Example 2.2 Let $X=[0,\mathrm{\infty })$ and $d(x,y)=|x-y|$. Define the self-map T on X by $Tx=2x-\frac{5}{3}$ for $x>1$, $Tx=\frac{x}{3}$ for $0\le x\le 1$ and $\alpha :X\times X\to [0,\mathrm{\infty })$ by $\alpha (x,y)=1$ whenever $x,y\in [0,1]$ and $\alpha (x,y)=0$ whenever $x\notin [0,1]$ or $y\notin [0,1]$. Then it is easy to check that T is α-admissible and $\alpha (x,y)d(Tx,Ty)\le \psi (m(x,y))$ for all $x,y\in X$, where $\psi (t)=\frac{t}{3}$ for all $t\ge 0$. Also, $\alpha (1,T1)=1$ and if $\{x_n\}$ is a sequence in X such that $\alpha (x_n,x_{n+1})\ge 1$ for all n and $x_n\to x$, then $\alpha (x_n,x)\ge 1$ for all n. Note that, T has two fixed points.

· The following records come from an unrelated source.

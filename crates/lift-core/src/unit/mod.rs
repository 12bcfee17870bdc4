//! Unit (elevator car): admission queue, position state and execution loop.

mod execution;
mod position;
mod queue;

pub(crate) use execution::run;
pub use position::UnitPosition;
pub use queue::AdmissionQueue;

use std::sync::Arc;

use crate::domain::{AdmissionRejected, Direction, Floor, Request, UnitId, UnitState};
use crate::ports::{Clock, EventSink, UnitSnapshot};

/// One unit. Shared (`Arc`) between the dispatcher and the unit's worker.
pub struct Unit {
    id: UnitId,
    queue: AdmissionQueue,
    position: UnitPosition,
    clock: Arc<dyn Clock>,
}

impl Unit {
    pub fn new(
        id: UnitId,
        capacity: usize,
        initial_floor: Floor,
        events: Arc<dyn EventSink>,
        clock: Arc<dyn Clock>,
    ) -> Self {
        Self {
            id,
            queue: AdmissionQueue::new(id, capacity, events, Arc::clone(&clock)),
            position: UnitPosition::new(initial_floor),
            clock,
        }
    }

    pub fn id(&self) -> UnitId {
        self.id
    }

    /// Non-blocking admission into this unit's queue.
    pub fn add_request(&self, request: Request) -> Result<(), AdmissionRejected> {
        self.queue.add_request(request)
    }

    /// Last-known floor (relaxed read).
    pub fn floor(&self) -> Floor {
        self.position.floor()
    }

    pub fn direction(&self) -> Direction {
        self.position.direction()
    }

    pub fn state(&self) -> UnitState {
        self.position.state()
    }

    pub fn queued(&self) -> usize {
        self.queue.len()
    }

    pub fn capacity(&self) -> usize {
        self.queue.capacity()
    }

    pub fn snapshot(&self) -> UnitSnapshot {
        UnitSnapshot {
            id: self.id,
            floor: self.floor(),
        }
    }

    pub(crate) fn queue(&self) -> &AdmissionQueue {
        &self.queue
    }

    pub(crate) fn position(&self) -> &UnitPosition {
        &self.position
    }

    pub(crate) fn clock(&self) -> &dyn Clock {
        self.clock.as_ref()
    }
}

Corollary 2.4 Let$(X,⪯,d)$be a complete ordered metric space, $\psi \in \mathrm{\Psi }$and T be a self-map on X such that$d(Tx,Ty)\le \psi (m(x,y))$for all$x,y\in X$with$x⪯y$. Suppose that there exists$x_0\in X$such that$x_0⪯T{x}_0$. If$\{x_n\}$is a sequence in X such that$x_n⪯x_{n+1}$for all n and$x_n\to x$, then$x_n⪯x$for all n. If$x⪯y$implies$Tx⪯Ty$, then T has a fixed point.

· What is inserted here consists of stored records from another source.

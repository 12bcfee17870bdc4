//! EventSink implementations.

use std::sync::Arc;

use tokio::sync::mpsc;

use crate::domain::LiftEvent;
use crate::ports::EventSink;

/// Drops every event.
#[derive(Debug, Clone, Copy, Default)]
pub struct NoopEventSink;

impl EventSink for NoopEventSink {
    fn emit(&self, _event: LiftEvent) {}
}

/// Logs events through `tracing`.
///
/// Admissions and completed trips at `info`, floor steps at `debug`.
#[derive(Debug, Clone, Copy, Default)]
pub struct TracingEventSink;

impl EventSink for TracingEventSink {
    fn emit(&self, event: LiftEvent) {
        match event {
            LiftEvent::RequestAdmitted { unit, request, .. } => tracing::info!(
                %unit,
                request = %request.id(),
                source = request.source_floor(),
                destination = request.destination_floor(),
                "request admitted"
            ),
            LiftEvent::FloorReached {
                unit,
                floor,
                direction,
                ..
            } => tracing::debug!(%unit, floor, ?direction, "floor reached"),
            LiftEvent::TripCompleted {
                unit,
                request,
                floor,
                ..
            } => tracing::info!(%unit, request = %request.id(), floor, "trip completed"),
        }
    }
}

/// Forwards events into an unbounded channel.
///
/// A dropped receiver is not an error: events are then discarded.
#[derive(Debug, Clone)]
pub struct ChannelEventSink {
    tx: mpsc::UnboundedSender<LiftEvent>,
}

impl ChannelEventSink {
    pub fn new(tx: mpsc::UnboundedSender<LiftEvent>) -> Self {
        Self { tx }
    }

    /// Convenience: sink plus the receiving end.
    pub fn channel() -> (Self, mpsc::UnboundedReceiver<LiftEvent>) {
        let (tx, rx) = mpsc::unbounded_channel();
        (Self::new(tx), rx)
    }
}

impl EventSink for ChannelEventSink {
    fn emit(&self, event: LiftEvent) {
        // ignore send error: receiver may already be dropped
        let _ = self.tx.send(event);
    }
}

/// Sends each event to every inner sink, in order.
#[derive(Clone, Default)]
pub struct FanoutEventSink {
    sinks: Vec<Arc<dyn EventSink>>,
}

impl FanoutEventSink {
    pub fn new() -> Self {
        Self { sinks: Vec::new() }
    }

    pub fn with(mut self, sink: Arc<dyn EventSink>) -> Self {
        self.sinks.push(sink);
        self
    }
}

impl EventSink for FanoutEventSink {
    fn emit(&self, event: LiftEvent) {
        for sink in &self.sinks {
            sink.emit(event.clone());
        }
    }
}

#[cfg(test)]
mod tests {
    use super::*;
    use crate::domain::{Direction, UnitId};
    use chrono::{TimeZone, Utc};

    fn floor_event(floor: i32) -> LiftEvent {
        LiftEvent::FloorReached {
            at: Utc.with_ymd_and_hms(2024, 1, 1, 12, 0, 0).unwrap(),
            unit: UnitId::new(1),
            floor,
            direction: Direction::Up,
        }
    }

    #[test]
    fn channel_sink_forwards_in_order() {
        let (sink, mut rx) = ChannelEventSink::channel();
        sink.emit(floor_event(2));
        sink.emit(floor_event(3));

        assert_eq!(rx.try_recv().unwrap(), floor_event(2));
        assert_eq!(rx.try_recv().unwrap(), floor_event(3));
        assert!(rx.try_recv().is_err());
    }

    #[test]
    fn channel_sink_ignores_dropped_receiver() {
        let (sink, rx) = ChannelEventSink::channel();
        drop(rx);
        sink.emit(floor_event(2));
    }

    #[test]
    fn fanout_reaches_every_sink() {
        let (a, mut rx_a) = ChannelEventSink::channel();
        let (b, mut rx_b) = ChannelEventSink::channel();
        let fanout = FanoutEventSink::new()
            .with(Arc::new(a))
            .with(Arc::new(NoopEventSink))
            .with(Arc::new(b));

        fanout.emit(floor_event(4));

        assert_eq!(rx_a.try_recv().unwrap(), floor_event(4));
        assert_eq!(rx_b.try_recv().unwrap(), floor_event(4));
    }
}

If we substitute a partial metric ρ for the metric d in Theorem 2.3, it is easy to check that a similar result holds for the partial metric case as follows.

Theorem 2.5 Let$(X,\rho )$be a complete partial metric space, $\alpha :X\times X\to [0,\mathrm{\infty })$be a function, $\psi \in \mathrm{\Psi }$and T be a self-map on X such that$\alpha (x,y)\rho (Tx,Ty)\le \psi (m(x,y))$for all$x,y\in X$, where$m(x,y)=max\{\rho (x,y),\rho (x,Tx),\rho (y,Ty),\frac{1}{2}[\rho (x,Ty)+\rho (y,Tx)]\}$. Suppose that T is α-admissible and there exists$x_0\in X$such that$\alpha (x_0,T{x}_0)\ge 1$. Assume that if$\{x_n\}$is a sequence in X such that$\alpha (x_n,x_{n+1})\ge 1$for all n and$x_n\to x$, then$\alpha (x_n,x)\ge 1$for all n. Then T has a fixed point.